La venganza ha desplazado a la
justicia, que a punta de impunidad y corrupción, no era, sobre todo para
los desposeídos, más que una quimera y de la que hoy apenas quedan rastros.
Esto nos deja Calderón y a consecuencia
de esto, de la ceguera, de la desaparición de la conciencia y la
memoria, del miedo nos deja también a Peña Nieto. Es la imposición del priista parte del legado del panista. Para eso trabajó. Para eso sirvió su labor de zapa de instituciones y conciencias.

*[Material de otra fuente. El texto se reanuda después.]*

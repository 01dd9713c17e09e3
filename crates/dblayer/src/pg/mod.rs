//! PostgreSQL backend on `tokio-postgres` + `deadpool-postgres`.
//!
//! [`PgPool`] runs pooled statements; [`Pool::begin`] checks out a dedicated connection and
//! returns a [`PgSession`] that owns it until commit or rollback.

mod types;

use crate::error::{OrmError, OrmResult};
use crate::executor::{ExecResult, Executor, Pool, Session};
use crate::row::Row;
use crate::value::Value;
use async_trait::async_trait;
use deadpool_postgres::{Object, Pool as DeadPool};
use tokio_postgres::types::ToSql;

use types::decode_row;

fn params(args: &[Value]) -> Vec<&(dyn ToSql + Sync)> {
    args.iter().map(|v| v as &(dyn ToSql + Sync)).collect()
}

async fn query_on(client: &Object, sql: &str, args: &[Value]) -> OrmResult<Vec<Row>> {
    let rows = client.query(sql, &params(args)).await?;
    rows.iter().map(decode_row).collect()
}

async fn execute_on(client: &Object, sql: &str, args: &[Value]) -> OrmResult<ExecResult> {
    let rows_affected = client.execute(sql, &params(args)).await?;
    Ok(ExecResult {
        rows_affected,
        last_insert_id: None,
    })
}

/// Pooled PostgreSQL executor.
#[derive(Clone)]
pub struct PgPool {
    pool: DeadPool,
}

impl std::fmt::Debug for PgPool {
    fn fmt(&self, f: &mut std::fmt::Formatter<'_>) -> std::fmt::Result {
        let status = self.pool.status();
        f.debug_struct("PgPool")
            .field("size", &status.size)
            .field("available", &status.available)
            .finish()
    }
}

impl PgPool {
    pub fn new(pool: DeadPool) -> Self {
        Self { pool }
    }

    /// The underlying deadpool handle.
    pub fn inner(&self) -> &DeadPool {
        &self.pool
    }
}

#[async_trait]
impl Executor for PgPool {
    async fn query(&self, sql: &str, args: &[Value]) -> OrmResult<Vec<Row>> {
        let client = self.pool.get().await?;
        query_on(&client, sql, args).await
    }

    async fn execute(&self, sql: &str, args: &[Value]) -> OrmResult<ExecResult> {
        let client = self.pool.get().await?;
        execute_on(&client, sql, args).await
    }
}

#[async_trait]
impl Pool for PgPool {
    fn driver(&self) -> &str {
        "postgres"
    }

    async fn ping(&self) -> OrmResult<()> {
        let client = self.pool.get().await?;
        client.simple_query("SELECT 1").await?;
        Ok(())
    }

    async fn begin(&self) -> OrmResult<Box<dyn Session>> {
        let client = self.pool.get().await?;
        client.batch_execute("BEGIN").await?;
        Ok(Box::new(PgSession {
            client: Some(client),
        }))
    }
}

/// One open transaction holding a pooled connection.
///
/// The connection goes back to the pool after COMMIT or ROLLBACK. A session dropped while still
/// open detaches its connection from the pool instead, so the server discards the transaction
/// when the connection closes.
pub struct PgSession {
    client: Option<Object>,
}

impl std::fmt::Debug for PgSession {
    fn fmt(&self, f: &mut std::fmt::Formatter<'_>) -> std::fmt::Result {
        f.debug_struct("PgSession")
            .field("open", &self.client.is_some())
            .finish()
    }
}

impl PgSession {
    fn client(&self) -> OrmResult<&Object> {
        self.client
            .as_ref()
            .ok_or_else(|| OrmError::Connection("transaction already finished".to_string()))
    }

    async fn finish(&mut self, statement: &str) -> OrmResult<()> {
        let client = self
            .client
            .take()
            .ok_or_else(|| OrmError::Connection("transaction already finished".to_string()))?;
        match client.batch_execute(statement).await {
            Ok(()) => Ok(()),
            Err(err) => {
                // Connection state is unknown; keep it out of the pool.
                let _ = Object::take(client);
                Err(err.into())
            }
        }
    }
}

#[async_trait]
impl Executor for PgSession {
    async fn query(&self, sql: &str, args: &[Value]) -> OrmResult<Vec<Row>> {
        query_on(self.client()?, sql, args).await
    }

    async fn execute(&self, sql: &str, args: &[Value]) -> OrmResult<ExecResult> {
        execute_on(self.client()?, sql, args).await
    }
}

#[async_trait]
impl Session for PgSession {
    async fn commit(&mut self) -> OrmResult<()> {
        self.finish("COMMIT").await
    }

    async fn rollback(&mut self) -> OrmResult<()> {
        self.finish("ROLLBACK").await
    }
}

impl Drop for PgSession {
    fn drop(&mut self) {
        if let Some(client) = self.client.take() {
            #[cfg(feature = "tracing")]
            tracing::debug!(target: "dblayer.sql", "detaching connection of unfinished transaction");
            drop(Object::take(client));
        }
    }
}
//! The shared database handle.

use crate::builder::QueryBuilder;
use crate::cache::CacheDriver;
use crate::context::Context;
use crate::dialect::{Dialect, Driver, for_driver};
use crate::error::OrmResult;
use crate::executor::{Conn, Pool, Target};
use crate::raw::Raw;
use crate::schema::{DropTables, Schema, TruncateTables, table_ops};
use crate::transaction::Transaction;
use crate::value::Value;
use futures_util::FutureExt;
use futures_util::future::BoxFuture;
use std::panic::AssertUnwindSafe;
use std::sync::{Arc, RwLock};

/// Entry point: a connection pool, the dialect selected for it and an optional cache.
///
/// Cloning is cheap; clones share the pool and cache.
#[derive(Clone)]
pub struct Database {
    inner: Arc<Inner>,
}

struct Inner {
    pool: Arc<dyn Pool>,
    driver: Driver,
    dialect: Arc<dyn Dialect>,
    cache: RwLock<Option<Arc<dyn CacheDriver>>>,
}

impl std::fmt::Debug for Database {
    fn fmt(&self, f: &mut std::fmt::Formatter<'_>) -> std::fmt::Result {
        f.debug_struct("Database")
            .field("driver", &self.inner.driver)
            .field("cache", &self.cache().is_some())
            .finish()
    }
}

impl Database {
    /// Wrap a pool, selecting the dialect from its driver tag.
    pub fn new(pool: Arc<dyn Pool>) -> OrmResult<Self> {
        let driver: Driver = pool.driver().parse()?;
        let dialect = for_driver(driver.as_str())?;
        Ok(Self {
            inner: Arc::new(Inner {
                pool,
                driver,
                dialect,
                cache: RwLock::new(None),
            }),
        })
    }

    /// Wrap an existing `deadpool-postgres` pool.
    #[cfg(feature = "pool")]
    pub fn from_deadpool(pool: deadpool_postgres::Pool) -> OrmResult<Self> {
        Self::new(Arc::new(crate::pg::PgPool::new(pool)))
    }

    /// Create a PostgreSQL pool from a URL and check that it answers.
    #[cfg(feature = "pool")]
    pub async fn connect(database_url: &str) -> OrmResult<Self> {
        let db = Self::from_deadpool(crate::pool::create_pool(database_url)?)?;
        db.ping().await?;
        Ok(db)
    }

    pub fn driver(&self) -> Driver {
        self.inner.driver
    }

    pub fn dialect(&self) -> &Arc<dyn Dialect> {
        &self.inner.dialect
    }

    pub(crate) fn pool(&self) -> &dyn Pool {
        self.inner.pool.as_ref()
    }

    /// Execution context bound to the pool.
    pub fn conn(&self) -> Conn<'_> {
        Conn::new(Target::Pool(self), self.inner.dialect.clone())
    }

    pub fn table(&self, name: impl Into<String>) -> QueryBuilder<'_> {
        QueryBuilder::new(self.conn(), name)
    }

    pub fn raw(&self, sql: impl Into<String>, args: Vec<Value>) -> Raw<'_> {
        Raw::new(self.conn(), sql, args)
    }

    pub async fn ping(&self) -> OrmResult<()> {
        self.ping_ctx(&Context::background()).await
    }

    pub async fn ping_ctx(&self, ctx: &Context) -> OrmResult<()> {
        ctx.run(self.inner.pool.ping()).await
    }

    // ==================== cache ====================

    pub fn set_cache(&self, driver: Arc<dyn CacheDriver>) {
        let mut slot = self.inner.cache.write().unwrap_or_else(|e| e.into_inner());
        *slot = Some(driver);
    }

    pub fn clear_cache(&self) {
        let mut slot = self.inner.cache.write().unwrap_or_else(|e| e.into_inner());
        *slot = None;
    }

    pub(crate) fn cache(&self) -> Option<Arc<dyn CacheDriver>> {
        self.inner
            .cache
            .read()
            .unwrap_or_else(|e| e.into_inner())
            .clone()
    }

    // ==================== transactions ====================

    pub async fn begin(&self) -> OrmResult<Transaction> {
        self.begin_ctx(&Context::background()).await
    }

    pub async fn begin_ctx(&self, ctx: &Context) -> OrmResult<Transaction> {
        let session = ctx.run(self.inner.pool.begin()).await?;
        Ok(Transaction::new(session, self.inner.dialect.clone()))
    }

    /// Run `f` inside a transaction.
    ///
    /// Commits when `f` returns `Ok`. Rolls back and returns the error when it returns `Err`.
    /// If `f` panics, the transaction is rolled back and the panic resumes.
    ///
    /// ```ignore
    /// let id = db
    ///     .transaction(|tx| {
    ///         Box::pin(async move {
    ///             let id = tx.table("orders").create(&order).await?;
    ///             tx.table("stock").where_("sku = ?", args![sku]).decrement("qty", 1).await?;
    ///             Ok(id)
    ///         })
    ///     })
    ///     .await?;
    /// ```
    pub async fn transaction<T, F>(&self, f: F) -> OrmResult<T>
    where
        F: for<'t> FnOnce(&'t Transaction) -> BoxFuture<'t, OrmResult<T>>,
    {
        self.transaction_ctx(&Context::background(), f).await
    }

    pub async fn transaction_ctx<T, F>(&self, ctx: &Context, f: F) -> OrmResult<T>
    where
        F: for<'t> FnOnce(&'t Transaction) -> BoxFuture<'t, OrmResult<T>>,
    {
        let tx = self.begin_ctx(ctx).await?;
        let outcome = AssertUnwindSafe(ctx.run(f(&tx))).catch_unwind().await;
        match outcome {
            Ok(Ok(value)) => {
                tx.commit().await?;
                Ok(value)
            }
            Ok(Err(err)) => {
                if let Err(rollback_err) = tx.rollback().await {
                    #[cfg(feature = "tracing")]
                    tracing::warn!(target: "dblayer.sql", error = %rollback_err, "rollback failed");
                    #[cfg(not(feature = "tracing"))]
                    let _ = rollback_err;
                }
                Err(err)
            }
            Err(panic) => {
                let _ = tx.rollback().await;
                std::panic::resume_unwind(panic)
            }
        }
    }

    // ==================== schema ====================

    /// Create a table from the definition built by `f`.
    pub async fn create_table<F>(&self, name: impl Into<String>, f: F) -> OrmResult<()>
    where
        F: FnOnce(&mut Schema),
    {
        self.create_table_ctx(&Context::background(), name, f).await
    }

    pub async fn create_table_ctx<F>(&self, ctx: &Context, name: impl Into<String>, f: F) -> OrmResult<()>
    where
        F: FnOnce(&mut Schema),
    {
        let mut schema = Schema::create(name);
        f(&mut schema);
        self.apply_schema(ctx, &schema).await
    }

    /// Alter a table with the commands recorded by `f`.
    pub async fn update_table<F>(&self, name: impl Into<String>, f: F) -> OrmResult<()>
    where
        F: FnOnce(&mut Schema),
    {
        self.update_table_ctx(&Context::background(), name, f).await
    }

    pub async fn update_table_ctx<F>(&self, ctx: &Context, name: impl Into<String>, f: F) -> OrmResult<()>
    where
        F: FnOnce(&mut Schema),
    {
        let mut schema = Schema::alter(name);
        f(&mut schema);
        self.apply_schema(ctx, &schema).await
    }

    async fn apply_schema(&self, ctx: &Context, schema: &Schema) -> OrmResult<()> {
        let statements = schema.to_statements(self.inner.dialect.as_ref())?;
        table_ops::run_statements(&self.conn(), ctx, &statements).await
    }

    pub fn drop_tables<S: Into<String>>(&self, tables: impl IntoIterator<Item = S>) -> DropTables<'_> {
        DropTables::new(self.conn(), tables.into_iter().map(Into::into).collect())
    }

    pub fn truncate<S: Into<String>>(&self, tables: impl IntoIterator<Item = S>) -> TruncateTables<'_> {
        TruncateTables::new(self.conn(), tables.into_iter().map(Into::into).collect())
    }
}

Al michoacano lo impusieron con trampas
los poderes fácticos. Al de Atlacomulco, esos mismos poderes le
compraron la presidencia. Hermanados por el fraude, estos dos personajes
habrán de intercambiar, el primero de diciembre, una banda presidencial
y un cargo que ninguno ganó a la buena.
Trabajó siempre Calderón, como lo hizo
antes Fox, de la mano del PRI. Para la restauración del régimen
autoritario gobernaron ambos. De ese régimen hicieron suyos usos y
costumbres. Con ese partido que prometieron sacar a patadas de Los Pinos
se repartieron el botín.
Hoy, a cambio de impunidad y protección,
le devuelven la silla presidencial. Solo la labor de zapa de
instituciones y conciencias que se ha producido en estos 12 años de
“gobiernos panistas” explica esta lamentable rendición ciudadana ante
los mismos que, por décadas, nos reprimieron y saquearon.
Eso nos deja Felipe Calderón; un México herido y avergonzado que no festeja la supuesta victoria de Peña Nieto. Un México obligado a recuperar memoria y conciencia, a deshacerse del miedo, a darle, de nuevo, sentido a la vida, a recuperar la paz con justicia, dignidad y democracia.